Stored data
◇ ◇ ◇ ◇ ◇ ◇ ◇
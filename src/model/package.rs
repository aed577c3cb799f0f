//! Packages, package versions, worlds and interfaces.

use std::collections::BTreeMap;

use super::name::{PackageName, PackageNameVersion};
use super::types::{NamedFunction, TypeId};
use super::version::SemanticVersion;

/// Named type definitions and nested interfaces of one scope.
#[derive(Debug, Clone, Default)]
pub struct Definitions {
    pub types: BTreeMap<String, TypeId>,
    pub interfaces: BTreeMap<String, Interface>,
    pub uses: Vec<UseDecl>,
}

impl Definitions {
    pub fn type_id(&self, name: &str) -> Option<TypeId> {
        self.types.get(name).copied()
    }

    pub fn interface(&self, name: &str) -> Option<&Interface> {
        self.interfaces.get(name)
    }

    /// Add everything from `other`; later definitions replace earlier ones.
    pub fn merge(&mut self, other: Definitions) {
        self.types.extend(other.types);
        self.interfaces.extend(other.interfaces);
        self.uses.extend(other.uses);
    }
}

/// `use origin.{a, b as c}` as it was declared.
#[derive(Debug, Clone, PartialEq, Eq)]
pub struct UseDecl {
    /// Package scope the origin interface is looked up from.
    pub package: PackageNameVersion,
    pub interface: String,
    pub names: Vec<UseName>,
}

#[derive(Debug, Clone, PartialEq, Eq)]
pub struct UseName {
    pub name: String,
    pub local: String,
    /// The alias node bound to `local`.
    pub ty: TypeId,
}

#[derive(Debug, Clone)]
pub struct Interface {
    pub name: String,
    /// Scope the interface was declared in (`ns:pkg@1.0.0` or `ns:pkg/world`).
    pub package: PackageNameVersion,
    pub definitions: Definitions,
    pub functions: Vec<NamedFunction>,
    /// The `Type::Interface` node naming this interface.
    pub ty: TypeId,
}

impl Interface {
    /// Module name used for imports and exports: `ns:pkg/iface@1.0.0`.
    pub fn module_name(&self) -> String {
        let mut scope = self.package.clone();
        scope.name = scope.name.with_name_part(self.name.as_str());
        scope.to_string()
    }
}

/// What a world import or export refers to.
#[derive(Debug, Clone, PartialEq, Eq)]
pub enum WorldItemKind {
    /// A freestanding function.
    Function(TypeId),
    /// An interface, found like a `use` origin: `interface` inside `package`.
    Interface {
        package: PackageNameVersion,
        interface: String,
    },
}

#[derive(Debug, Clone, PartialEq, Eq)]
pub struct WorldItem {
    pub name: String,
    pub kind: WorldItemKind,
}

/// `include other-world` inside a world.
#[derive(Debug, Clone, PartialEq, Eq)]
pub struct IncludeDecl {
    pub package: PackageNameVersion,
    pub world: String,
}

#[derive(Debug, Clone)]
pub struct World {
    pub name: String,
    pub package: PackageNameVersion,
    pub definitions: Definitions,
    pub imports: Vec<WorldItem>,
    pub exports: Vec<WorldItem>,
    pub includes: Vec<IncludeDecl>,
    pub ty: TypeId,
}

/// Contents of one version of a package.
#[derive(Debug, Clone, Default)]
pub struct PackageVersion {
    pub worlds: BTreeMap<String, World>,
    pub definitions: Definitions,
}

impl PackageVersion {
    pub fn world(&self, name: &str) -> Option<&World> {
        self.worlds.get(name)
    }

    pub fn merge(&mut self, other: PackageVersion) {
        self.worlds.extend(other.worlds);
        self.definitions.merge(other.definitions);
    }
}

/// A package and all of its loaded versions.
///
/// Unversioned declarations are stored under the `None` key.
#[derive(Debug, Clone)]
pub struct Package {
    pub name: PackageName,
    pub versions: BTreeMap<Option<SemanticVersion>, PackageVersion>,
}

impl Package {
    pub fn new(name: PackageName) -> Self {
        Self {
            name,
            versions: BTreeMap::new(),
        }
    }

    pub fn version(&self, version: Option<&SemanticVersion>) -> Option<&PackageVersion> {
        self.versions.get(&version.cloned())
    }

    /// Highest version, falling back to the unversioned declaration.
    pub fn latest(&self) -> Option<(Option<&SemanticVersion>, &PackageVersion)> {
        self.versions
            .iter()
            .next_back()
            .map(|(version, contents)| (version.as_ref(), contents))
    }

    pub fn insert(&mut self, version: Option<SemanticVersion>, contents: PackageVersion) {
        match self.versions.get_mut(&version) {
            Some(existing) => existing.merge(contents),
            None => {
                self.versions.insert(version, contents);
            }
        }
    }
}

#[cfg(test)]
mod tests {
    use super::*;
    use crate::model::types::{Type, TypeArena};

    #[test]
    fn test_latest_prefers_highest_version() {
        let mut package = Package::new(PackageName::new(["ns"], ["geo"]));
        package.insert(None, PackageVersion::default());
        package.insert(Some(SemanticVersion::new(0, 2, 0)), PackageVersion::default());
        package.insert(Some(SemanticVersion::new(1, 0, 0)), PackageVersion::default());
        let (version, _) = package.latest().unwrap();
        assert_eq!(version, Some(&SemanticVersion::new(1, 0, 0)));
    }

    #[test]
    fn test_insert_merges_same_version() {
        let mut arena = TypeArena::new();
        let mut package = Package::new(PackageName::new(["ns"], ["geo"]));
        let mut first = PackageVersion::default();
        first.definitions.types.insert("a".into(), arena.alloc(Type::U8));
        let mut second = PackageVersion::default();
        second.definitions.types.insert("b".into(), arena.alloc(Type::U16));
        package.insert(None, first);
        package.insert(None, second);
        let merged = package.version(None).unwrap();
        assert!(merged.definitions.type_id("a").is_some());
        assert!(merged.definitions.type_id("b").is_some());
    }

    #[test]
    fn test_interface_module_name() {
        let mut arena = TypeArena::new();
        let iface = Interface {
            name: "shapes".into(),
            package: PackageNameVersion::parse("ns:geo@1.0.0").unwrap(),
            definitions: Definitions::default(),
            functions: Vec::new(),
            ty: arena.alloc(Type::Interface(Default::default())),
        };
        assert_eq!(iface.module_name(), "ns:geo/shapes@1.0.0");
    }
}
//! Package names: `ns:group/name@1.2.3`.

use serde::{Serialize, Serializer};
use thiserror::Error;

use super::version::{ParseVersionError, SemanticVersion};

/// Errors produced while parsing a package reference.
#[derive(Error, Debug, Clone, PartialEq, Eq)]
pub enum NameError {
    #[error("Empty package name")]
    Empty,

    #[error("Empty segment in package name '{0}'")]
    EmptySegment(String),

    #[error("Package name '{0}' has a namespace but no name")]
    MissingName(String),

    #[error("Invalid version in package name '{name}': {source}")]
    Version {
        name: String,
        #[source]
        source: ParseVersionError,
    },
}

/// A package name split into namespace segments and a name path.
///
/// `ns:group/name` has namespace `["ns"]` and name path `["group", "name"]`.
/// A bare identifier such as `shapes` has an empty namespace and a single
/// name segment; those only make sense relative to some enclosing package.
#[derive(Debug, Clone, Default, PartialEq, Eq, Hash, PartialOrd, Ord)]
pub struct PackageName {
    pub namespace: Vec<String>,
    pub name: Vec<String>,
}

impl PackageName {
    pub fn new<N, P>(namespace: N, name: P) -> Self
    where
        N: IntoIterator,
        N::Item: Into<String>,
        P: IntoIterator,
        P::Item: Into<String>,
    {
        Self {
            namespace: namespace.into_iter().map(Into::into).collect(),
            name: name.into_iter().map(Into::into).collect(),
        }
    }

    pub fn parse(s: &str) -> Result<Self, NameError> {
        if s.is_empty() {
            return Err(NameError::Empty);
        }
        let (namespace, path) = match s.rsplit_once(':') {
            Some((ns, path)) => (ns.split(':').map(str::to_string).collect(), path),
            None => (Vec::new(), s),
        };
        let name: Vec<String> = path.split('/').map(str::to_string).collect();
        let empty_namespace = namespace.iter().any(|seg: &String| seg.is_empty());
        if path.is_empty() {
            return Err(NameError::MissingName(s.to_string()));
        }
        if empty_namespace || name.iter().any(String::is_empty) {
            return Err(NameError::EmptySegment(s.to_string()));
        }
        Ok(Self { namespace, name })
    }

    /// A name with no namespace, used for references relative to a scope.
    pub fn is_identifier_only(&self) -> bool {
        self.namespace.is_empty()
    }

    pub fn last_name_part(&self) -> Option<&str> {
        self.name.last().map(String::as_str)
    }

    /// Split off the last name segment, returning it with the shortened name.
    ///
    /// Returns `None` when only one name segment is left, since a package
    /// cannot be addressed by its namespace alone.
    pub fn without_last_name_part(&self) -> Option<(String, PackageName)> {
        if self.name.len() < 2 {
            return None;
        }
        let mut shorter = self.clone();
        let last = shorter.name.pop()?;
        Some((last, shorter))
    }

    /// Append a name segment (`ns:pkg` + `iface` -> `ns:pkg/iface`).
    pub fn with_name_part(&self, part: impl Into<String>) -> PackageName {
        let mut longer = self.clone();
        longer.name.push(part.into());
        longer
    }
}

impl std::fmt::Display for PackageName {
    fn fmt(&self, f: &mut std::fmt::Formatter<'_>) -> std::fmt::Result {
        if !self.namespace.is_empty() {
            write!(f, "{}:", self.namespace.join(":"))?;
        }
        write!(f, "{}", self.name.join("/"))
    }
}

impl Serialize for PackageName {
    fn serialize<S: Serializer>(&self, serializer: S) -> Result<S::Ok, S::Error> {
        serializer.collect_str(self)
    }
}

/// A package name with an optional version, the key used to find a package.
#[derive(Debug, Clone, Default, PartialEq, Eq, Hash)]
pub struct PackageNameVersion {
    pub name: PackageName,
    pub version: Option<SemanticVersion>,
}

impl PackageNameVersion {
    pub fn new(name: PackageName, version: Option<SemanticVersion>) -> Self {
        Self { name, version }
    }

    /// Parse `ns:group/name`, `ns:group/name@1.0.0` or a bare identifier.
    pub fn parse(s: &str) -> Result<Self, NameError> {
        let (name, version) = match s.split_once('@') {
            Some((name, version)) => {
                let version =
                    SemanticVersion::parse(version).map_err(|source| NameError::Version {
                        name: s.to_string(),
                        source,
                    })?;
                (name, Some(version))
            }
            None => (s, None),
        };
        Ok(Self {
            name: PackageName::parse(name)?,
            version,
        })
    }

    pub fn is_identifier_only(&self) -> bool {
        self.name.is_identifier_only()
    }

    /// Like [`PackageName::without_last_name_part`], keeping the version.
    pub fn without_last_name_part(&self) -> Option<(String, PackageNameVersion)> {
        let (last, name) = self.name.without_last_name_part()?;
        Some((
            last,
            Self {
                name,
                version: self.version.clone(),
            },
        ))
    }

    pub fn with_name_part(&self, part: impl Into<String>) -> PackageNameVersion {
        Self {
            name: self.name.with_name_part(part),
            version: self.version.clone(),
        }
    }
}

impl std::fmt::Display for PackageNameVersion {
    fn fmt(&self, f: &mut std::fmt::Formatter<'_>) -> std::fmt::Result {
        write!(f, "{}", self.name)?;
        if let Some(version) = &self.version {
            write!(f, "@{version}")?;
        }
        Ok(())
    }
}

impl std::str::FromStr for PackageNameVersion {
    type Err = NameError;

    fn from_str(s: &str) -> Result<Self, Self::Err> {
        Self::parse(s)
    }
}

impl Serialize for PackageNameVersion {
    fn serialize<S: Serializer>(&self, serializer: S) -> Result<S::Ok, S::Error> {
        serializer.collect_str(self)
    }
}

#[cfg(test)]
mod tests {
    use super::*;

    #[test]
    fn test_parse_qualified() {
        let name = PackageNameVersion::parse("ns:geo/shapes@1.0.0").unwrap();
        assert_eq!(name.name.namespace, vec!["ns"]);
        assert_eq!(name.name.name, vec!["geo", "shapes"]);
        assert_eq!(name.version, Some(SemanticVersion::new(1, 0, 0)));
        assert_eq!(name.to_string(), "ns:geo/shapes@1.0.0");
        assert!(!name.is_identifier_only());
    }

    #[test]
    fn test_parse_nested_namespace() {
        let name = PackageName::parse("a:b:c/d").unwrap();
        assert_eq!(name.namespace, vec!["a", "b"]);
        assert_eq!(name.name, vec!["c", "d"]);
        assert_eq!(name.to_string(), "a:b:c/d");
    }

    #[test]
    fn test_identifier_only() {
        let name = PackageNameVersion::parse("shapes").unwrap();
        assert!(name.is_identifier_only());
        assert_eq!(name.name.last_name_part(), Some("shapes"));
    }

    #[test]
    fn test_parse_errors() {
        assert_eq!(PackageName::parse(""), Err(NameError::Empty));
        assert!(matches!(PackageName::parse("ns:"), Err(NameError::MissingName(_))));
        assert!(matches!(PackageName::parse("ns:a//b"), Err(NameError::EmptySegment(_))));
        assert!(matches!(
            PackageNameVersion::parse("ns:a@x"),
            Err(NameError::Version { .. })
        ));
    }

    #[test]
    fn test_strip_and_extend() {
        let name = PackageNameVersion::parse("ns:geo/shapes@1.0.0").unwrap();
        let (last, shorter) = name.without_last_name_part().unwrap();
        assert_eq!(last, "shapes");
        assert_eq!(shorter.to_string(), "ns:geo@1.0.0");
        assert!(shorter.without_last_name_part().is_none());
        assert_eq!(shorter.with_name_part("shapes"), name);
    }
}
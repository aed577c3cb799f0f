//! Resource handle tables.

use std::collections::BTreeMap;

use super::value::Value;
use crate::abi::{CanonicalAbi, CanonicalAbiError};
use crate::model::{Type, TypeId};

/// Table of live resource representations indexed by opaque handle.
///
/// Handles start at 1 and are never reused, so a stale handle is always
/// reported instead of silently naming a newer resource.
#[derive(Debug, Clone)]
pub struct HandleTable<T> {
    entries: BTreeMap<u32, T>,
    next: u32,
}

impl<T> Default for HandleTable<T> {
    fn default() -> Self {
        Self {
            entries: BTreeMap::new(),
            next: 1,
        }
    }
}

impl<T> HandleTable<T> {
    pub fn new() -> Self {
        Self::default()
    }

    pub fn insert(&mut self, rep: T) -> u32 {
        let handle = self.next;
        self.next += 1;
        self.entries.insert(handle, rep);
        handle
    }

    pub fn get(&self, handle: u32) -> Result<&T, CanonicalAbiError> {
        self.entries
            .get(&handle)
            .ok_or(CanonicalAbiError::HandleNotFound(handle))
    }

    pub fn get_mut(&mut self, handle: u32) -> Result<&mut T, CanonicalAbiError> {
        self.entries
            .get_mut(&handle)
            .ok_or(CanonicalAbiError::HandleNotFound(handle))
    }

    /// The `[resource-drop]` operation: remove and return the representation.
    pub fn drop(&mut self, handle: u32) -> Result<T, CanonicalAbiError> {
        self.entries
            .remove(&handle)
            .ok_or(CanonicalAbiError::HandleNotFound(handle))
    }

    pub fn contains(&self, handle: u32) -> bool {
        self.entries.contains_key(&handle)
    }

    pub fn len(&self) -> usize {
        self.entries.len()
    }

    pub fn is_empty(&self) -> bool {
        self.entries.is_empty()
    }
}

impl CanonicalAbi<'_> {
    /// Owned handles inside `value`, in the order they are lowered.
    ///
    /// These are the handles whose ownership moves when the value crosses
    /// the boundary; borrowed handles never move.
    pub fn owned_handles(&self, value: &Value, ty: TypeId) -> Result<Vec<u32>, CanonicalAbiError> {
        let mut out = Vec::new();
        self.collect_owned(value, ty, &mut out)?;
        Ok(out)
    }

    fn collect_owned(
        &self,
        value: &Value,
        id: TypeId,
        out: &mut Vec<u32>,
    ) -> Result<(), CanonicalAbiError> {
        match (self.resolved(id)?, value) {
            (Type::Resource(_), Value::Own(handle)) => out.push(*handle),
            (Type::List(element), Value::List(items)) => {
                for item in items {
                    self.collect_owned(item, *element, out)?;
                }
            }
            (Type::Record(record), Value::Record(fields)) => {
                for field in &record.fields {
                    if let Some((_, value)) = fields.iter().find(|(name, _)| *name == field.name) {
                        self.collect_owned(value, field.ty, out)?;
                    }
                }
            }
            (Type::Tuple(elements), Value::Tuple(values)) => {
                for (element, value) in elements.iter().zip(values) {
                    self.collect_owned(value, *element, out)?;
                }
            }
            (Type::Option(inner), Value::Option(Some(value))) => {
                self.collect_owned(value, *inner, out)?;
            }
            (Type::Result(result), Value::Result(value)) => {
                let (ty, payload) = match value {
                    Ok(payload) => (result.ok, payload),
                    Err(payload) => (result.err, payload),
                };
                if let (Some(ty), Some(payload)) = (ty, payload) {
                    self.collect_owned(payload, ty, out)?;
                }
            }
            (Type::Variant(variant), Value::Variant { case, payload }) => {
                let ty = variant
                    .cases
                    .iter()
                    .find(|c| c.name == *case)
                    .and_then(|c| c.ty);
                if let (Some(ty), Some(payload)) = (ty, payload) {
                    self.collect_owned(payload, ty, out)?;
                }
            }
            _ => {}
        }
        Ok(())
    }
}

#[cfg(test)]
mod tests {
    use super::*;

    #[test]
    fn test_insert_get_drop() {
        let mut table = HandleTable::new();
        let a = table.insert("a");
        let b = table.insert("b");
        assert_eq!((a, b), (1, 2));
        assert_eq!(table.get(a), Ok(&"a"));
        assert_eq!(table.drop(a), Ok("a"));
        assert_eq!(table.drop(a), Err(CanonicalAbiError::HandleNotFound(a)));
        assert!(table.get(a).is_err());
        assert_eq!(table.len(), 1);
        // Handles are not reused after a drop.
        assert_eq!(table.insert("c"), 3);
    }
}
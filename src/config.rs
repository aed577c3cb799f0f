//! Configuration parsing.
//!
//! ```toml
//! sources = ["wit/deps/geo", "wit"]
//! extension = "json"
//! world = "ns:app/main"
//!
//! [logging]
//! level = "wit_canon=debug"
//! format = "json"
//! output = "stderr"
//! ```

use std::path::{Path, PathBuf};

use serde::Deserialize;
use thiserror::Error;

use crate::loader::DEFAULT_EXTENSION;

/// Configuration loaded from a TOML file.
///
/// Every field is optional; command line flags override what is set here.
#[derive(Debug, Clone, PartialEq, Deserialize)]
#[serde(default, deny_unknown_fields)]
pub struct Config {
    /// Source directories, one package per directory.
    pub sources: Vec<PathBuf>,
    /// Extension of document files inside the source directories.
    pub extension: String,
    /// Default world, as `ns:pkg/world@version`.
    pub world: Option<String>,
    pub logging: LoggingConfig,
}

impl Default for Config {
    fn default() -> Self {
        Self {
            sources: Vec::new(),
            extension: DEFAULT_EXTENSION.to_string(),
            world: None,
            logging: LoggingConfig::default(),
        }
    }
}

/// Output format of log records.
#[derive(Debug, Clone, Copy, Default, PartialEq, Eq, Deserialize)]
#[serde(rename_all = "lowercase")]
pub enum LogFormat {
    #[default]
    Text,
    Json,
}

/// Logging settings.
#[derive(Debug, Clone, PartialEq, Deserialize)]
#[serde(default, deny_unknown_fields)]
pub struct LoggingConfig {
    /// Filter directive, e.g. `info` or `wit_canon=trace`.
    pub level: String,
    pub format: LogFormat,
    /// `stdout`, `stderr` or a file path to append to.
    pub output: String,
    /// Use ANSI colors when writing to a terminal.
    pub color: bool,
    /// Include the event target.
    pub target: bool,
    pub timestamps: bool,
}

impl Default for LoggingConfig {
    fn default() -> Self {
        Self {
            level: "warn".to_string(),
            format: LogFormat::Text,
            output: "stderr".to_string(),
            color: true,
            target: false,
            timestamps: true,
        }
    }
}

impl Config {
    /// Load configuration from a TOML file.
    pub fn from_file(path: impl AsRef<Path>) -> Result<Self, ConfigError> {
        let path = path.as_ref();
        let content = std::fs::read_to_string(path)
            .map_err(|e| ConfigError::Io(path.display().to_string(), e))?;
        Self::from_str(&content)
    }

    /// Parse configuration from a TOML string.
    #[allow(clippy::should_implement_trait)]
    pub fn from_str(content: &str) -> Result<Self, ConfigError> {
        toml::from_str(content).map_err(ConfigError::Parse)
    }
}

/// Configuration error.
#[derive(Error, Debug)]
pub enum ConfigError {
    #[error("Failed to read config file '{0}': {1}")]
    Io(String, #[source] std::io::Error),

    #[error("Failed to parse config: {0}")]
    Parse(#[from] toml::de::Error),
}

#[cfg(test)]
mod tests {
    use super::*;

    #[test]
    fn test_parse_config() {
        let toml = r#"
sources = ["wit/deps/geo", "wit"]
world = "ns:app/main@1.0.0"

[logging]
level = "wit_canon=debug"
format = "json"
timestamps = false
"#;
        let config = Config::from_str(toml).unwrap();
        assert_eq!(config.sources.len(), 2);
        assert_eq!(config.sources.first().unwrap(), Path::new("wit/deps/geo"));
        assert_eq!(config.extension, "json");
        assert_eq!(config.world.as_deref(), Some("ns:app/main@1.0.0"));
        assert_eq!(config.logging.format, LogFormat::Json);
        assert_eq!(config.logging.level, "wit_canon=debug");
        assert!(!config.logging.timestamps);
        assert_eq!(config.logging.output, "stderr");
    }

    #[test]
    fn test_empty_config_uses_defaults() {
        assert_eq!(Config::from_str("").unwrap(), Config::default());
    }

    #[test]
    fn test_unknown_key_is_rejected() {
        let err = Config::from_str("sauces = []").unwrap_err();
        assert!(matches!(err, ConfigError::Parse(_)));
    }

    #[test]
    fn test_from_file() {
        let dir = tempfile::tempdir().unwrap();
        let path = dir.path().join("wit-canon.toml");
        std::fs::write(&path, "extension = \"witdoc\"\n").unwrap();
        assert_eq!(Config::from_file(&path).unwrap().extension, "witdoc");

        let missing = dir.path().join("missing.toml");
        assert!(matches!(
            Config::from_file(&missing),
            Err(ConfigError::Io(..))
        ));
    }
}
◇ ◇ ◇ ◇ ◇ ◇ ◇
▶ **What you should do**:
Go through the entries above and tally each line that has the word "relative"; reply with the tally and nothing else.

▶ **Output of the exercise**:
2